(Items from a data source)
Segment Open

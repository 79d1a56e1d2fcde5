//! Profile provisioning — ensure exactly one profile per identity.
//!
//! DESIGN
//! ======
//! Lookup, then insert, then on a duplicate-key failure re-read. Whichever
//! concurrent caller inserts first wins; every other caller observes that
//! row. No lock is held and no delay is used; the store's uniqueness
//! constraint on id is the only concurrency control.

use std::sync::Arc;

use tracing::{debug, info};
use uuid::Uuid;

use crate::error::ErrorCode;
use crate::profile::{NewProfile, Profile, ProfileStore, StoreError};
use crate::session::Identity;

#[derive(Debug, thiserror::Error)]
pub enum ProvisionError {
    #[error("profile lookup failed: {0}")]
    Lookup(StoreError),

    #[error("profile insert failed: {0}")]
    Insert(StoreError),

    /// Insert lost a race, but the winning row could not be read back.
    #[error("profile {0} reported as duplicate but not found on re-read")]
    Vanished(Uuid),
}

impl ErrorCode for ProvisionError {
    fn error_code(&self) -> &'static str {
        match self {
            Self::Lookup(_) => "E_PROFILE_LOOKUP",
            Self::Insert(_) => "E_PROFILE_INSERT",
            Self::Vanished(_) => "E_PROFILE_VANISHED",
        }
    }

    fn retryable(&self) -> bool {
        match self {
            Self::Lookup(e) | Self::Insert(e) => e.retryable(),
            Self::Vanished(_) => true,
        }
    }
}

/// Idempotent get-or-create over a [`ProfileStore`].
#[derive(Clone)]
pub struct ProfileProvisioner {
    store: Arc<dyn ProfileStore>,
}

impl ProfileProvisioner {
    #[must_use]
    pub fn new(store: Arc<dyn ProfileStore>) -> Self {
        Self { store }
    }

    /// Return the profile for `identity`, creating it on first sight.
    ///
    /// Concurrent and repeated calls for one identity converge on a single
    /// stored row; a lost insert race is never reported to the caller.
    ///
    /// # Errors
    ///
    /// Returns a [`ProvisionError`] for store failures not caused by the race.
    pub async fn ensure(&self, identity: &Identity) -> Result<Profile, ProvisionError> {
        if let Some(existing) = self
            .store
            .get_by_id(identity.id)
            .await
            .map_err(ProvisionError::Lookup)?
        {
            debug!(user_id = %identity.id, "profile exists");
            return Ok(existing);
        }

        let new = NewProfile::from_identity(identity);
        match self.store.insert(&new).await {
            Ok(created) => {
                info!(user_id = %identity.id, "profile created");
                Ok(created)
            }
            Err(StoreError::DuplicateKey(_)) => {
                debug!(user_id = %identity.id, "lost profile insert race; reading winner");
                self.store
                    .get_by_id(identity.id)
                    .await
                    .map_err(ProvisionError::Lookup)?
                    .ok_or(ProvisionError::Vanished(identity.id))
            }
            Err(e) => Err(ProvisionError::Insert(e)),
        }
    }
}

#[cfg(test)]
#[path = "provision_test.rs"]
mod tests;
// Copyright 2026 The OpenEBS Authors
//
// Licensed under the Apache License, Version 2.0 (the "License");
// you may not use this file except in compliance with the License.
// You may obtain a copy of the License at
//
//     http://www.apache.org/licenses/LICENSE-2.0
//
// Unless required by applicable law or agreed to in writing, software
// distributed under the License is distributed on an "AS IS" BASIS,
// WITHOUT WARRANTIES OR CONDITIONS OF ANY KIND, either express or implied.
// See the License for the specific language governing permissions and
// limitations under the License.

//! Target-side volume objects published by the engines. The agent only reads
//! them; both kinds are projected into one [`TargetVolume`] view.

use crate::types::v1::common::TargetHealth;
use crate::utils::quantity;
use k8s_openapi::apimachinery::pkg::api::resource::Quantity;
use kube::{CustomResource, KubeSchema};
use serde::{Deserialize, Serialize};

pub const DEFAULT_ISCSI_PORT: u16 = 3260;

fn default_port() -> u16 {
    DEFAULT_ISCSI_PORT
}

#[derive(CustomResource, Deserialize, Serialize, Clone, Debug, KubeSchema, Default)]
#[kube(
    group = "cstor.openebs.io",
    version = "v1",
    kind = "CStorVolume",
    namespaced,
    status = "CStorVolumeStatus",
    shortname = "cv",
    plural = "cstorvolumes",
    singular = "cstorvolume",
    printcolumn = r#"{"name":"Phase", "type":"string", "jsonPath":".status.phase"}"#,
    printcolumn = r#"{"name":"Target", "type":"string", "jsonPath":".spec.targetIP"}"#,
    crates(serde_json = "k8s_openapi::serde_json")
)]
#[serde(rename_all = "camelCase")]
pub struct CStorVolumeSpec {
    pub iqn: String,

    #[serde(rename = "targetIP")]
    pub target_ip: String,

    #[serde(default = "default_port")]
    pub target_port: u16,

    #[serde(default)]
    pub lun: i32,

    #[serde(default, skip_serializing_if = "Option::is_none")]
    pub capacity: Option<Quantity>,
}

#[derive(Deserialize, Serialize, Clone, Debug, KubeSchema, Default, PartialEq)]
#[serde(rename_all = "camelCase")]
pub struct CStorVolumeStatus {
    #[serde(default)]
    pub phase: TargetHealth,

    #[serde(default, skip_serializing_if = "Option::is_none")]
    pub capacity: Option<Quantity>,
}

#[derive(CustomResource, Deserialize, Serialize, Clone, Debug, KubeSchema, Default)]
#[kube(
    group = "openebs.io",
    version = "v1alpha1",
    kind = "JivaVolume",
    namespaced,
    status = "JivaVolumeStatus",
    shortname = "jv",
    plural = "jivavolumes",
    singular = "jivavolume",
    crates(serde_json = "k8s_openapi::serde_json")
)]
#[serde(rename_all = "camelCase")]
pub struct JivaVolumeSpec {
    pub iscsi_spec: JivaIscsiSpec,

    #[serde(default, skip_serializing_if = "Option::is_none")]
    pub capacity: Option<Quantity>,
}

#[derive(Deserialize, Serialize, Clone, Debug, KubeSchema, Default, PartialEq)]
#[serde(rename_all = "camelCase")]
pub struct JivaIscsiSpec {
    #[serde(default)]
    pub iqn: String,

    #[serde(rename = "targetIP", default)]
    pub target_ip: String,

    #[serde(default = "default_port")]
    pub target_port: u16,

    #[serde(default)]
    pub lun: i32,
}

#[derive(Deserialize, Serialize, Clone, Debug, KubeSchema, Default, PartialEq)]
#[serde(rename_all = "camelCase")]
pub struct JivaVolumeStatus {
    /// Controller-reported mode: `RW`, `RO`, `Degraded`, ...
    #[serde(default)]
    pub status: String,
}

/// Engine-neutral view of the target serving a volume.
#[derive(Clone, Debug, PartialEq)]
pub struct TargetVolume {
    pub iqn: String,
    pub target_ip: String,
    pub portal: String,
    pub lun: i32,
    pub health: TargetHealth,
    pub capacity_bytes: Option<u64>,
}

impl TargetVolume {
    pub fn is_ready(&self) -> bool {
        self.health.is_ready()
    }
}

impl From<&CStorVolume> for TargetVolume {
    fn from(cv: &CStorVolume) -> Self {
        let status = cv.status.clone().unwrap_or_default();
        TargetVolume {
            iqn: cv.spec.iqn.clone(),
            target_ip: cv.spec.target_ip.clone(),
            portal: format!("{}:{}", cv.spec.target_ip, cv.spec.target_port),
            lun: cv.spec.lun,
            health: status.phase,
            capacity_bytes: status
                .capacity
                .or_else(|| cv.spec.capacity.clone())
                .and_then(|q| quantity::to_bytes(&q).ok()),
        }
    }
}

impl From<&JivaVolume> for TargetVolume {
    fn from(jv: &JivaVolume) -> Self {
        let health = match jv.status.as_ref().map(|s| s.status.as_str()) {
            Some("RW") => TargetHealth::Healthy,
            Some("Degraded") => TargetHealth::Degraded,
            Some("RO") | Some("Offline") => TargetHealth::Offline,
            _ => TargetHealth::Init,
        };
        let iscsi = &jv.spec.iscsi_spec;
        TargetVolume {
            iqn: iscsi.iqn.clone(),
            target_ip: iscsi.target_ip.clone(),
            portal: format!("{}:{}", iscsi.target_ip, iscsi.target_port),
            lun: iscsi.lun,
            health,
            capacity_bytes: jv
                .spec
                .capacity
                .as_ref()
                .and_then(|q| quantity::to_bytes(q).ok()),
        }
    }
}

#[cfg(test)]
mod tests {
    use super::*;
    use k8s_openapi::apimachinery::pkg::apis::meta::v1 as metav1;

    #[test]
    fn test_cstor_volume_projection() {
        let cv = CStorVolume {
            metadata: metav1::ObjectMeta {
                name: Some("pvc-a".to_owned()),
                ..Default::default()
            },
            spec: CStorVolumeSpec {
                iqn: "iqn.2016-09.com.openebs.cstor:pvc-a".to_owned(),
                target_ip: "10.0.0.7".to_owned(),
                target_port: DEFAULT_ISCSI_PORT,
                lun: 0,
                capacity: Some(Quantity("1Gi".to_owned())),
            },
            status: Some(CStorVolumeStatus {
                phase: TargetHealth::Degraded,
                capacity: None,
            }),
        };

        let target = TargetVolume::from(&cv);
        assert_eq!(target.portal, "10.0.0.7:3260");
        assert!(target.is_ready());
        assert_eq!(target.capacity_bytes, Some(quantity::GIB));
    }

    #[test]
    fn test_jiva_status_maps_to_health() {
        let mut jv = JivaVolume {
            metadata: Default::default(),
            spec: JivaVolumeSpec {
                iscsi_spec: JivaIscsiSpec {
                    iqn: "iqn.2016-09.com.openebs.jiva:pvc-b".to_owned(),
                    target_ip: "10.0.0.8".to_owned(),
                    target_port: 3260,
                    lun: 0,
                },
                capacity: None,
            },
            status: Some(JivaVolumeStatus {
                status: "RW".to_owned(),
            }),
        };
        assert_eq!(TargetVolume::from(&jv).health, TargetHealth::Healthy);

        jv.status = Some(JivaVolumeStatus {
            status: "RO".to_owned(),
        });
        assert!(!TargetVolume::from(&jv).is_ready());

        jv.status = None;
        assert_eq!(TargetVolume::from(&jv).health, TargetHealth::Init);
    }

    #[test]
    fn test_cstor_spec_uses_target_ip_key() {
        let json = serde_json::json!({
            "iqn": "iqn.x:pvc-a",
            "targetIP": "10.0.0.9"
        });
        let spec: CStorVolumeSpec = serde_json::from_value(json).unwrap_or_default();
        assert_eq!(spec.target_ip, "10.0.0.9");
        assert_eq!(spec.target_port, DEFAULT_ISCSI_PORT);
    }
}
// Copyright 2026 The OpenEBS Authors
//
// Licensed under the Apache License, Version 2.0 (the "License");
// you may not use this file except in compliance with the License.
// You may obtain a copy of the License at
//
//     http://www.apache.org/licenses/LICENSE-2.0
//
// Unless required by applicable law or agreed to in writing, software
// distributed under the License is distributed on an "AS IS" BASIS,
// WITHOUT WARRANTIES OR CONDITIONS OF ANY KIND, either express or implied.
// See the License for the specific language governing permissions and
// limitations under the License.

use crate::types::error::{Error, Violations};
use crate::types::v1::common::{
    CAS_TYPE_LABEL, CONFIG_FINALIZER, CasType, ConfigPhase, ORIGINAL_NAME_ANNOTATION,
    PERSISTENT_VOLUME_LABEL, POLICY_ANNOTATION,
};
use crate::utils::quantity;
use k8s_openapi::apimachinery::pkg::api::resource::Quantity;
use k8s_openapi::apimachinery::pkg::apis::meta::v1 as metav1;
use kube::{CustomResource, KubeSchema, ResourceExt};
use serde::{Deserialize, Serialize};
use std::collections::BTreeMap;

/// Desired specification of one volume. The name is the volume id.
#[derive(CustomResource, Deserialize, Serialize, Clone, Debug, KubeSchema, Default)]
#[kube(
    group = "cstor.openebs.io",
    version = "v1",
    kind = "CStorVolumeConfig",
    namespaced,
    status = "VolumeConfigStatus",
    shortname = "cvc",
    plural = "cstorvolumeconfigs",
    singular = "cstorvolumeconfig",
    printcolumn = r#"{"name":"Capacity", "type":"string", "jsonPath":".spec.capacity"}"#,
    printcolumn = r#"{"name":"Phase", "type":"string", "jsonPath":".status.phase"}"#,
    printcolumn = r#"{"name":"Age", "type":"date", "jsonPath":".metadata.creationTimestamp"}"#,
    crates(serde_json = "k8s_openapi::serde_json")
)]
#[serde(rename_all = "camelCase")]
pub struct VolumeConfigSpec {
    pub capacity: Quantity,

    pub replica_count: u32,

    pub pool_cluster: String,

    #[serde(default)]
    pub cas_type: CasType,

    #[serde(default, skip_serializing_if = "Option::is_none")]
    pub policy: Option<String>,

    /// `<source-volume>@<snapshot>` when the volume is a clone.
    #[serde(default, skip_serializing_if = "Option::is_none")]
    pub source_snapshot: Option<String>,

    #[serde(default, skip_serializing_if = "Option::is_none")]
    pub publish_node_id: Option<String>,
}

#[derive(Deserialize, Serialize, Clone, Debug, KubeSchema, Default, PartialEq)]
#[serde(rename_all = "camelCase")]
pub struct VolumeConfigStatus {
    #[serde(default)]
    pub phase: ConfigPhase,

    #[serde(default, skip_serializing_if = "Option::is_none")]
    pub capacity: Option<Quantity>,
}

/// Inputs for a new volume config, already extracted from the request.
#[derive(Clone, Debug, Default)]
pub struct ProvisionParams {
    pub volume_id: String,
    pub namespace: String,
    pub capacity_bytes: u64,
    pub replica_count: u32,
    pub pool_cluster: String,
    pub cas_type: CasType,
    pub policy: Option<String>,
    pub source_snapshot: Option<String>,
}

impl CStorVolumeConfig {
    /// Builds a config in phase `Pending` with the capacity rounded up to
    /// whole gibibytes. Every invalid field is reported in one error.
    pub fn provision(params: ProvisionParams) -> Result<Self, Error> {
        let mut violations = Violations::new("CStorVolumeConfig");
        violations.require(!params.volume_id.is_empty(), "volume name is required");
        violations.require(!params.namespace.is_empty(), "namespace is required");
        violations.require(params.capacity_bytes > 0, "capacity must be positive");
        violations.require(params.replica_count > 0, "replica count must be positive");
        violations.require(
            !params.pool_cluster.is_empty(),
            "pool cluster is required",
        );
        if let Some(source) = &params.source_snapshot
            && !source.contains('@')
        {
            violations.push(format!("source snapshot '{source}' is not <volume>@<snapshot>"));
        }

        let labels: BTreeMap<String, String> = [
            (CAS_TYPE_LABEL.to_owned(), params.cas_type.to_string()),
            (PERSISTENT_VOLUME_LABEL.to_owned(), params.volume_id.clone()),
        ]
        .into_iter()
        .collect();

        let mut annotations = BTreeMap::new();
        annotations.insert(ORIGINAL_NAME_ANNOTATION.to_owned(), params.volume_id.clone());
        if let Some(policy) = &params.policy {
            annotations.insert(POLICY_ANNOTATION.to_owned(), policy.clone());
        }

        let config = CStorVolumeConfig {
            metadata: metav1::ObjectMeta {
                name: Some(params.volume_id.clone()),
                namespace: Some(params.namespace),
                labels: Some(labels),
                annotations: Some(annotations),
                finalizers: Some(vec![CONFIG_FINALIZER.to_owned()]),
                ..Default::default()
            },
            spec: VolumeConfigSpec {
                capacity: quantity::gib_quantity(quantity::round_up_gib(params.capacity_bytes)),
                replica_count: params.replica_count,
                pool_cluster: params.pool_cluster,
                cas_type: params.cas_type,
                policy: params.policy,
                source_snapshot: params.source_snapshot,
                publish_node_id: None,
            },
            status: Some(VolumeConfigStatus {
                phase: ConfigPhase::Pending,
                capacity: None,
            }),
        };

        violations.finish(config)
    }

    pub fn phase(&self) -> ConfigPhase {
        self.status.as_ref().map(|s| s.phase).unwrap_or_default()
    }

    pub fn is_deleting(&self) -> bool {
        self.metadata.deletion_timestamp.is_some()
    }

    pub fn capacity_bytes(&self) -> Result<u64, Error> {
        quantity::to_bytes(&self.spec.capacity)
    }

    /// Capacity the target reports, when it has reported one.
    pub fn status_capacity_bytes(&self) -> Option<u64> {
        self.status
            .as_ref()
            .and_then(|s| s.capacity.as_ref())
            .and_then(|q| quantity::to_bytes(q).ok())
    }

    pub fn policy_name(&self) -> Option<&str> {
        self.annotations().get(POLICY_ANNOTATION).map(String::as_str)
    }
}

Segment Closed

Assignment:
Search the entries for "Healthy" and copy out each line that has it.

Solution for this task:
            Some("RW") => TargetHealth::Healthy,
        assert_eq!(TargetVolume::from(&jv).health, TargetHealth::Healthy);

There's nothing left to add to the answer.